As soon as my dad picked me up, I showed him the dinosaurs and told him what all I had to do in order to get him one. While I thought I was being a sly victor, my dad felt differently. Despite how young I was, I’ll never forget that look of disappointment. As tears started streaming down my face, my dad sat me in his lap and explained to me that what I had done was wrong. He told me that I can’t have everything in life, and that most importantly, I should never take something that isn’t mine, because that’s stealing. Taking something without permission meant that I didn’t work for it – I just expected it to be mine.

My world was much smaller then, and while my little brain was only beginning to wrap my head around what that meant, I’ve carried that day with me throughout my entire life. And when I overheard that student say what he said to his friends at the lunch table, recollections of sitting in my dad’s lap while tears streamed down from my cheeks onto my Osh Kosh B’Gosh overalls came flooding back to me.

My dad taught me something very important that day. He taught me that no means no. Not kinda. Not “well, if you really want to.” It means no. I don’t think this is something that gets instilled into young men enough. Perhaps we’re taught that we can’t have everything under the sun, but we aren’t properly taught that people are not ‘things’ — they are living beings, and we can’t have any and every one we want. But we live in a sexualized society that sells sex and tells us that every woman ‘wants it’ and that if she’s wearing revealing clothing, she’s asking for it.

This is alarming. Perhaps it’s not entirely our parents’ fault. Most people think that this goes without saying. But that can’t be the case when the numbers just don’t add up. According to studies published by The Center for Family Justice, someone in the U.S. is sexually assaulted every two minutes. Furthermore, one out of six women have been victims of rape or attempted rape in their lifetime. 38 percent of women who have been raped are between the ages of 14 and 17. 60 percent of rapes and sexual assaults are not reported to the police. 73 percent of sexual assaults are committed by a non-stranger. 38 percent of rapists are friends or an acquaintance of the victim.

These are scary numbers. That is why I want to commend President David Rudd and Vice President Rosie Bingham for bringing attention to sexual assault and domestic abuse while also supplying students with an abundance of resources to reach out to if they are suffering from such problems.

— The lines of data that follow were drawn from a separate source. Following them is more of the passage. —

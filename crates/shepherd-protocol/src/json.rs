//! JSON decoding that tolerates non-finite numerics.
//!
//! Scientific agents serialize `NaN`, `Infinity`, and `-Infinity` into their
//! state payloads.  `serde_json` rejects those tokens, and its `Value` type
//! cannot represent them, so the decoder rewrites bare non-finite tokens
//! (outside string literals) to `null` before parsing.  Encoding never
//! produces non-finite tokens, so the rewrite is decode-only.

use serde::de::DeserializeOwned;

/// Deserialize `bytes` as JSON, accepting non-finite number tokens.
///
/// Strict parsing is attempted first; the rewrite only runs on payloads that
/// fail it, and the original parse error is reported when the rewrite does
/// not apply.
pub fn from_slice<T: DeserializeOwned>(bytes: &[u8]) -> Result<T, serde_json::Error> {
    match serde_json::from_slice(bytes) {
        Ok(value) => Ok(value),
        Err(strict_err) => match rewrite_non_finite(bytes) {
            Some(rewritten) => serde_json::from_slice(&rewritten).map_err(|_| strict_err),
            None => Err(strict_err),
        },
    }
}

/// Replace bare `NaN` / `Infinity` / `-Infinity` tokens with `null`.
/// Returns `None` when nothing was rewritten.
fn rewrite_non_finite(bytes: &[u8]) -> Option<Vec<u8>> {
    let mut out = Vec::with_capacity(bytes.len());
    let mut changed = false;
    let mut in_string = false;
    let mut escaped = false;
    let mut i = 0;
    while i < bytes.len() {
        let b = bytes[i];
        if in_string {
            out.push(b);
            if escaped {
                escaped = false;
            } else if b == b'\\' {
                escaped = true;
            } else if b == b'"' {
                in_string = false;
            }
            i += 1;
            continue;
        }
        match b {
            b'"' => {
                in_string = true;
                out.push(b);
                i += 1;
            }
            b'N' if bytes[i..].starts_with(b"NaN") => {
                out.extend_from_slice(b"null");
                changed = true;
                i += 3;
            }
            b'I' if bytes[i..].starts_with(b"Infinity") => {
                out.extend_from_slice(b"null");
                changed = true;
                i += 8;
            }
            b'-' if bytes[i + 1..].starts_with(b"Infinity") => {
                out.extend_from_slice(b"null");
                changed = true;
                i += 9;
            }
            _ => {
                out.push(b);
                i += 1;
            }
        }
    }
    changed.then_some(out)
}

#[cfg(test)]
mod tests {
    use super::*;
    use serde_json::{json, Value};

    #[test]
    fn strict_json_passes_through() {
        let v: Value = from_slice(br#"{"a": 1.5, "b": [true, null]}"#).unwrap();
        assert_eq!(v, json!({"a": 1.5, "b": [true, null]}));
    }

    #[test]
    fn nan_and_infinities_parse_as_null() {
        let v: Value =
            from_slice(br#"{"x": NaN, "y": [Infinity, -Infinity], "z": 3}"#).unwrap();
        assert_eq!(v, json!({"x": null, "y": [null, null], "z": 3}));
    }

    #[test]
    fn non_finite_tokens_inside_strings_are_preserved() {
        let v: Value = from_slice(br#"{"label": "NaN vs -Infinity", "v": NaN}"#).unwrap();
        assert_eq!(v, json!({"label": "NaN vs -Infinity", "v": null}));
    }

    #[test]
    fn escaped_quotes_do_not_break_string_tracking() {
        let v: Value = from_slice(br#"{"s": "a \" Infinity", "v": Infinity}"#).unwrap();
        assert_eq!(v, json!({"s": "a \" Infinity", "v": null}));
    }

    #[test]
    fn genuinely_invalid_json_reports_the_strict_error() {
        assert!(from_slice::<Value>(b"{nope").is_err());
        assert!(from_slice::<Value>(b"{\"a\": Nan}").is_err());
    }
}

It is far too easy to ignore these numbers and pretend that they don’t exist. That doesn’t make them go away, however. These things happen all over the world, and they happen every day in our own backyard. We know this is true, as The Daily Helmsman reported just last week on a 19-year-old man who was arrested for allegedly raping a female victim in a social setting involving alcohol. These things end only when we help those who are suffering and offer them a safety net to fall in. Rape, sexual assault and domestic violence end when people band together, stand tall and responsibly educate others, such as David Rudd and Rosie Bingham have done in their campus wide email to the University.

We are two weeks into a new semester, and just as the president and vice president did, I wish all of you a successful year. Remember, no means no and yes means yes. These are definitive words that have no gray area in their meaning. A woman shouldn’t feel threatened walking across campus alone at night. A woman should not have to wear more clothes to feel safe in her own body. She shouldn’t be worried about going to a party and drinking too much. As adult males, it is not our right to place the blame on women. No means no, and I hope that wherever my fellow high school peer ended up, he knows that now.